I want to tell you a little about myself. In all humility, I have been an extremely honest person all my life. There was an incident as a small child of about 4 years old, when an older girl got me to help her attempt to break into the neighbours house. She picked up a large plank of wood, got me to hold onto one end, and then she began ramming the lead framed glass door repeatedly until all the glass was smashed and the lead frames were bent like a twisted prison door. She then realised this idea was not going to work, so dropped the wood and told me to keep it a secret.
I went home, and for the first time in my life, I had a secret.
I quickly began to feel ill within days, and an increasingly agonising headache overcame me. My mother kept asking what was wrong, and I kept a quiet denial, but eventually I could not keep the secret any more. Weeping my little heart out, I told my mother, and instantly my burden was lifted. My illness melted away, and my headache disappeared. My mother grounded me for a month, but my response wasn’t to keep secrets in the future to avoid punishment. My response was to never keep secrets again, and always avoid doing anything that would require secret keeping. This decision set me apart from my peers quiet drastically, but the ethical framework it built for me has made me an adult with strong convictions to stand up for the Truth.
I learned how to stand up for Truth no matter how many people support a comfortable lie.
Thus I have lived a very honest life. Does that mean my life has been easy? Of course not. In fact, to my surprise the hardest part about living honesty is that no one notices my honesty. Doctors almost unanimously treat me with suspicion, legitimately faulty items are assumed to be broken by me, and selfless gestures are met with suspicion of my motives. In everything, down to the tiniest thing, I am assumed to be a liar by default.
Though the heavens know my honesty, the people do not.
Even people (including family) who have known me for years will turn on me with accusations of deception without evidence. Why would they do that? Two reasons; because people don’t notice your honesty, and because they assume that everyone is equally, if not more, deceptive than they are. So I have learned that;
People who lie easily are the most dangerous to engage with, not because of the deceptions they will use against me, but because they will turn me into the liar and scapegoat to suit their needs.
So why do I continue to be honest? They are all equally selfish reasons, but I believe they are ethically selfish. Firstly, I physically cannot handle secrets and lies, so it is more physically comfortable to be honest. The inner turmoil of bearing the secret psychologically destroys me, and my empathy for the victim is mentally unbearable, so honesty makes my mind more peaceful. It is also a lot easier to live without trying to remember which secrets and lies I need to maintain, and it is very freeing to know that there is nothing that can be “revealed” about me.

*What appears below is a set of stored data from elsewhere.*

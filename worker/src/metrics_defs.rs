use shared::metrics_defs::{MetricDef, MetricType};

pub const MESSAGES_RECEIVED: MetricDef = MetricDef {
    name: "worker.messages.received",
    metric_type: MetricType::Counter,
    description: "Messages pulled from the subscription",
};

pub const MESSAGES_REJECTED: MetricDef = MetricDef {
    name: "worker.messages.rejected",
    metric_type: MetricType::Counter,
    description: "Messages nacked before batching. Tagged with reason.",
};

pub const BATCH_FLUSHED: MetricDef = MetricDef {
    name: "worker.batch.flushed",
    metric_type: MetricType::Counter,
    description: "Batches handed to the sink. Tagged with trigger.",
};

pub const BATCH_SIZE: MetricDef = MetricDef {
    name: "worker.batch.size",
    metric_type: MetricType::Histogram,
    description: "Number of events per flushed batch",
};

pub const SINK_DURATION: MetricDef = MetricDef {
    name: "worker.sink.duration",
    metric_type: MetricType::Histogram,
    description: "Sink delivery duration in seconds. Tagged with outcome.",
};

pub const FLUSHES_INFLIGHT: MetricDef = MetricDef {
    name: "worker.flushes.inflight",
    metric_type: MetricType::Gauge,
    description: "Number of batches currently being delivered",
};

pub const QUEUE_ERRORS: MetricDef = MetricDef {
    name: "worker.queue.errors",
    metric_type: MetricType::Counter,
    description: "Failed subscription calls. Tagged with operation.",
};

pub const SALTS_CLEANED: MetricDef = MetricDef {
    name: "worker.salts.cleaned",
    metric_type: MetricType::Counter,
    description: "Expired salts removed by the cleanup sweep",
};

pub const ALL_METRICS: &[MetricDef] = &[
    MESSAGES_RECEIVED,
    MESSAGES_REJECTED,
    BATCH_FLUSHED,
    BATCH_SIZE,
    SINK_DURATION,
    FLUSHES_INFLIGHT,
    QUEUE_ERRORS,
    SALTS_CLEANED,
];
use crate::{AckId, Message, Publisher, QueueError, Subscription};
use async_trait::async_trait;
use bytes::Bytes;
use parking_lot::Mutex;
use std::collections::{HashMap, VecDeque};
use std::time::Duration;
use tokio::sync::Notify;
use tokio::time::Instant;

/// How long a nacked message waits before it can be pulled again.
pub const DEFAULT_REDELIVERY_DELAY: Duration = Duration::from_millis(500);

#[derive(Default)]
struct State {
    ready: VecDeque<Bytes>,
    /// Nacked payloads with the instant they become ready again, oldest first
    delayed: VecDeque<(Instant, Bytes)>,
    leased: HashMap<AckId, Bytes>,
    deliveries: u64,
}

/// In-process queue with lease semantics.
///
/// Pulled messages are leased until they are acked or nacked. A nacked payload
/// is held back for the redelivery delay, then goes to the front of the queue
/// and the next pull delivers it again under a new ack id. Nothing is
/// persisted.
pub struct MemoryQueue {
    state: Mutex<State>,
    notify: Notify,
    redelivery_delay: Duration,
}

impl Default for MemoryQueue {
    fn default() -> Self {
        Self::with_redelivery_delay(DEFAULT_REDELIVERY_DELAY)
    }
}

impl MemoryQueue {
    pub fn new() -> Self {
        Self::default()
    }

    pub fn with_redelivery_delay(redelivery_delay: Duration) -> Self {
        MemoryQueue {
            state: Mutex::new(State::default()),
            notify: Notify::new(),
            redelivery_delay,
        }
    }

    /// Messages waiting to be pulled, including nacked ones still held back.
    pub fn ready_len(&self) -> usize {
        let state = self.state.lock();
        state.ready.len() + state.delayed.len()
    }

    /// Messages pulled but not yet settled.
    pub fn leased_len(&self) -> usize {
        self.state.lock().leased.len()
    }

    /// Takes up to `max_messages`, or returns the instant the next held back
    /// message becomes ready when there is nothing to take yet.
    fn try_take(&self, max_messages: usize) -> Result<Vec<Message>, Option<Instant>> {
        let mut state = self.state.lock();

        let now = Instant::now();
        let mut due = Vec::new();
        while state.delayed.front().is_some_and(|(at, _)| *at <= now) {
            if let Some((_, data)) = state.delayed.pop_front() {
                due.push(data);
            }
        }
        for data in due.into_iter().rev() {
            state.ready.push_front(data);
        }

        if state.ready.is_empty() {
            return Err(state.delayed.front().map(|(at, _)| *at));
        }

        let count = max_messages.min(state.ready.len());
        let mut messages = Vec::with_capacity(count);
        for _ in 0..count {
            let Some(data) = state.ready.pop_front() else {
                break;
            };
            state.deliveries += 1;
            let ack_id = format!("memory-{}", state.deliveries);
            state.leased.insert(ack_id.clone(), data.clone());
            messages.push(Message { ack_id, data });
        }
        Ok(messages)
    }
}

#[async_trait]
impl Publisher for MemoryQueue {
    async fn publish(&self, data: Bytes) -> Result<(), QueueError> {
        self.state.lock().ready.push_back(data);
        self.notify.notify_one();
        Ok(())
    }
}

#[async_trait]
impl Subscription for MemoryQueue {
    async fn pull(&self, max_messages: usize) -> Result<Vec<Message>, QueueError> {
        tokio::task::yield_now().await;
        loop {
            match self.try_take(max_messages) {
                Ok(messages) => return Ok(messages),
                // A publish between the check and this await leaves a permit behind
                Err(None) => self.notify.notified().await,
                Err(Some(next_ready)) => {
                    tokio::select! {
                        _ = self.notify.notified() => {}
                        _ = tokio::time::sleep_until(next_ready) => {}
                    }
                }
            }
        }
    }

    async fn ack(&self, ack_ids: &[AckId]) -> Result<(), QueueError> {
        let mut state = self.state.lock();
        for ack_id in ack_ids {
            if state.leased.remove(ack_id).is_none() {
                tracing::warn!(ack_id = %ack_id, "Ack for unknown or settled message");
            }
        }
        Ok(())
    }

    async fn nack(&self, ack_ids: &[AckId]) -> Result<(), QueueError> {
        {
            let mut state = self.state.lock();
            let ready_at = Instant::now() + self.redelivery_delay;
            for ack_id in ack_ids {
                match state.leased.remove(ack_id) {
                    Some(data) => state.delayed.push_back((ready_at, data)),
                    None => tracing::warn!(ack_id = %ack_id, "Nack for unknown or settled message"),
                }
            }
        }
        // Wakes a waiting puller so it starts timing the delay
        self.notify.notify_one();
        Ok(())
    }
}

I have always felt that everything I do, say or think is being recorded by the universe, even when I was almost totally atheist. Thus, on that day of reckoning, I want to feel like I can face my life review with an open heart. I have done my best to live a clear life, so I can only hope my karmic burden is light.
Honestly, my life has been very hard, and lying could have made certain moments easier in the short term.
However, I appreciate that so many times honesty has paid off, because accusations dissolved upon further investigations, even if it took decades. Still, the best part is being able to move through my life, letting each day disappear into the haze of memory, knowing that I am happy with my choices. I am free from the psychological baggage of guilt and shame, because I live each moment mindfully.
By living each moment well, you have lived life well.
By contrast, a liar makes the moment comfortable by deflecting their pain into the future, where it will only build up until a greater pain befalls them. I am truly sorry for people living like this, because they have created a web of lies that traps them into more lies. The only way out is total humility and honesty.
Face the pain of the truth, and be liberated.
Why would people fear facing the truth? Of course the worldly consequences are scary, but deep down the post-life consequences are eating away at people too. The fear of death grows from this fear of facing the truth. When death comes, God will be waiting to review your life with you, and you already know how that is going to look.
Well, I am here to tell you about a miracle that you can experience for yourself, today if you want to. You can get down on your knees and face God today. Close your eyes, and start to tell God all the secrets and the shame that you are afraid to face when you die. Tell Him now, because He is alive and listening. As you spill out your truth, you will feel like you are dying. The old you, built from illusions will be dismantled until there is no protective shell of deception to protect your delicate, wounded inner child any more. You will fall down, weeping, begging God to forgive you.
The miracle is that God will forgive you, because God loves you. All you need to do is speak the Truth in your heart.
This is rebirth.
You will be reborn anew. You will find you are free. Your soul will soar. Your heart will be free. You will breathe for the first time. You will rise to your feet, grateful for your life. You will know God loves you, because your heart still beats. You will look around and see the world anew. Everything around you is a blessing; the air, the water, the clothes on your back, the roof over your head, the cushion you sit on, the bird that sings, the trees that gently sway.
This is the true meaning of Christ being the Truth. He is literally the Truth. When you speak the Truth, you speak the words of Christ. He is the Way because by following the Truth, we live His Way. He is the Life that you will feel within when you Live His Way of Truth.